Exercise goal:
Note each line in the data holding the string "caption" and report it.

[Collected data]

>>>

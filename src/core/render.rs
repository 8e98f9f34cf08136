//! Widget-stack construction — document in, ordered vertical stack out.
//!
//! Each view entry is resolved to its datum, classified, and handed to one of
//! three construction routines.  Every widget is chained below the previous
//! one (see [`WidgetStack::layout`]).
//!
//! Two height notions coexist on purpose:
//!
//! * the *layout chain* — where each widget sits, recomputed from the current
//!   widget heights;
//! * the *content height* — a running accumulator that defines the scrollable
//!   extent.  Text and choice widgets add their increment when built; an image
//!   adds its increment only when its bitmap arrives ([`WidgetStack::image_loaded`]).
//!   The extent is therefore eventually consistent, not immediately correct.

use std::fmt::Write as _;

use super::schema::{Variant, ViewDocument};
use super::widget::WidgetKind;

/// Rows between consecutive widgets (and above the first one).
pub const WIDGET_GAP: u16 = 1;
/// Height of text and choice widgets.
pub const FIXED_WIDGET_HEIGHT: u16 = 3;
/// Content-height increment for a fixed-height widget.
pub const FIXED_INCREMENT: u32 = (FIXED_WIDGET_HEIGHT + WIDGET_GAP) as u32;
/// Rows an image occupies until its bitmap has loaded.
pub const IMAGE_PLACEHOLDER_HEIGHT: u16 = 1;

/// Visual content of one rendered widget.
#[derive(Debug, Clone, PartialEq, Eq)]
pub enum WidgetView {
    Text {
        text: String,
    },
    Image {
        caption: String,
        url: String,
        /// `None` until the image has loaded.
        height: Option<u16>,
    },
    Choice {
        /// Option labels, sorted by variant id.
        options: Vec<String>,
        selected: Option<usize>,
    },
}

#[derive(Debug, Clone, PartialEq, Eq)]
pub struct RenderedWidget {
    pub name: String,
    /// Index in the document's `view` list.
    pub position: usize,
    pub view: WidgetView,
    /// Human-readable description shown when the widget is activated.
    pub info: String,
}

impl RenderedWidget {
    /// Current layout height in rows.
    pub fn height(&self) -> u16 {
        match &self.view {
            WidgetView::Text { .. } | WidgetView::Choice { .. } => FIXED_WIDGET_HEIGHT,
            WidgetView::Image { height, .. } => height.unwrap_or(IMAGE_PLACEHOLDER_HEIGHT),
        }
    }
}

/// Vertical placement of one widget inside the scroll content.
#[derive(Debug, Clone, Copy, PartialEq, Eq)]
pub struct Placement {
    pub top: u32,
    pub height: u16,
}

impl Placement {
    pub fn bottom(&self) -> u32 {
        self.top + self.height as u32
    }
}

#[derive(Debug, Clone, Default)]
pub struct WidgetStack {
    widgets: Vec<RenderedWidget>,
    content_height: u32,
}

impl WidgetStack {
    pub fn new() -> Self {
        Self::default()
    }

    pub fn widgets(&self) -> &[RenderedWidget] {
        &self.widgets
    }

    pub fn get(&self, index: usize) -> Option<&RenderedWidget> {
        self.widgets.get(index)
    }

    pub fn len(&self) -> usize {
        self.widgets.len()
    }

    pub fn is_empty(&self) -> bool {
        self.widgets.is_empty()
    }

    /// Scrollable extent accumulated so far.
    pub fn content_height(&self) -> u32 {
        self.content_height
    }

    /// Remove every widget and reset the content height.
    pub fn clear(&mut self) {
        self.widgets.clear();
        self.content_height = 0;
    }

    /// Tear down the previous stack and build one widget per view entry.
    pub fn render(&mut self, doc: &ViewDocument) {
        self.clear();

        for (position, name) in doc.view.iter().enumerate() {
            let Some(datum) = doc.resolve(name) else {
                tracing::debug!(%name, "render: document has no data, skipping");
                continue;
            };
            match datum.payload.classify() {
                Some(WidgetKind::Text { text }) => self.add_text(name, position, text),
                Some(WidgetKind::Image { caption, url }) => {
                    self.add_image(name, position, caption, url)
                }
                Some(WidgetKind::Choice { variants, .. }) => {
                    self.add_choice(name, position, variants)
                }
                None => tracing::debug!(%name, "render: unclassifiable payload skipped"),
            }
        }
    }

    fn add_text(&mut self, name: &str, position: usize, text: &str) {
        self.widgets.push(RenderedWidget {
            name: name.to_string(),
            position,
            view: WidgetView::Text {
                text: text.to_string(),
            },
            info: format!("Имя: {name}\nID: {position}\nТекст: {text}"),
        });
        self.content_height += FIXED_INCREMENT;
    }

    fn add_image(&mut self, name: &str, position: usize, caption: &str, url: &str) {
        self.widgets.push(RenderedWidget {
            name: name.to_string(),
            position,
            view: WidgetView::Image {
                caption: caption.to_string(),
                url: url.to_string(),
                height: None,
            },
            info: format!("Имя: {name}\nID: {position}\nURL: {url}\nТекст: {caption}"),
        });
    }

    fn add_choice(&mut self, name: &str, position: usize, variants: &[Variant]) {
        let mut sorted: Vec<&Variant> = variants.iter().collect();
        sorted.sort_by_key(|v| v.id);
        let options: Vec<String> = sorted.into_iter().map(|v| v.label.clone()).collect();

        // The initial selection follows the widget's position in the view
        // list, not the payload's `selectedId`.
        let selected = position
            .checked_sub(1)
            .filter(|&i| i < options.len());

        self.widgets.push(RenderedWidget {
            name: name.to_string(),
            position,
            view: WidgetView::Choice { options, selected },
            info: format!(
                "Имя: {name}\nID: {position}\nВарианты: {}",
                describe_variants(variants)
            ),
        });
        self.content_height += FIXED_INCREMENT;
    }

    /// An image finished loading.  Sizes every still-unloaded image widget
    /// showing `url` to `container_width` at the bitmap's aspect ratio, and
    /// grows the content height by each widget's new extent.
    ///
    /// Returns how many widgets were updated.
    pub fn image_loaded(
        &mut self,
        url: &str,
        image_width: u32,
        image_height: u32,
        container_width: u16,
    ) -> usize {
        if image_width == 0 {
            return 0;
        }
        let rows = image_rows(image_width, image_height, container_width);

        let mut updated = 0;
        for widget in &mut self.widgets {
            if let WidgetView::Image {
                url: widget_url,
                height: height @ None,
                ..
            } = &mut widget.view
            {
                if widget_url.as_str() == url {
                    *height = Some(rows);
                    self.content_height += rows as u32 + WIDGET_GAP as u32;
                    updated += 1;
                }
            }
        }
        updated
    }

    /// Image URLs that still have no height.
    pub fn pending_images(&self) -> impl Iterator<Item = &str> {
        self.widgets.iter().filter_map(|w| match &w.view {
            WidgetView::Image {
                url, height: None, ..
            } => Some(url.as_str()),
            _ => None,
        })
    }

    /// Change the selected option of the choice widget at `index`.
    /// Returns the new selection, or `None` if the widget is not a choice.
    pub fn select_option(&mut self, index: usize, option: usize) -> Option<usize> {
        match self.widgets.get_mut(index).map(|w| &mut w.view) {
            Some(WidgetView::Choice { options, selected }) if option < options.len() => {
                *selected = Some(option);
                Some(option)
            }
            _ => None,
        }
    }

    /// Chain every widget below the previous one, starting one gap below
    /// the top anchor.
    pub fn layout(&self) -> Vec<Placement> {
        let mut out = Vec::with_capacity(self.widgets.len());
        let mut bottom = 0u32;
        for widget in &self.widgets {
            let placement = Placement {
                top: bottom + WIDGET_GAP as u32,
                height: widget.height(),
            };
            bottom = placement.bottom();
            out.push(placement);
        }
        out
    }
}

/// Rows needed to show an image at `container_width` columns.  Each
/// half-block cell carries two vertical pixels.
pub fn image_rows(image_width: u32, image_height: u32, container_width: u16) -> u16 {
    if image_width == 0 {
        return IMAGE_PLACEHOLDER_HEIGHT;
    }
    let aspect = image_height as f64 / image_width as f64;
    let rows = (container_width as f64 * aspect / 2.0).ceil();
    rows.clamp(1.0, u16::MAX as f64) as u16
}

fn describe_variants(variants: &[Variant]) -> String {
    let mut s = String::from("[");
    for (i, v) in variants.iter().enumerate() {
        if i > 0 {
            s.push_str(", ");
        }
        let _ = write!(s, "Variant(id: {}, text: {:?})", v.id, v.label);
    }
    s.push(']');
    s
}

<<<

Answer to this exercise:
        caption: String,
                Some(WidgetKind::Image { caption, url }) => {
                    self.add_image(name, position, caption, url)
    fn add_image(&mut self, name: &str, position: usize, caption: &str, url: &str) {
                caption: caption.to_string(),
            info: format!("Имя: {name}\nID: {position}\nURL: {url}\nТекст: {caption}"),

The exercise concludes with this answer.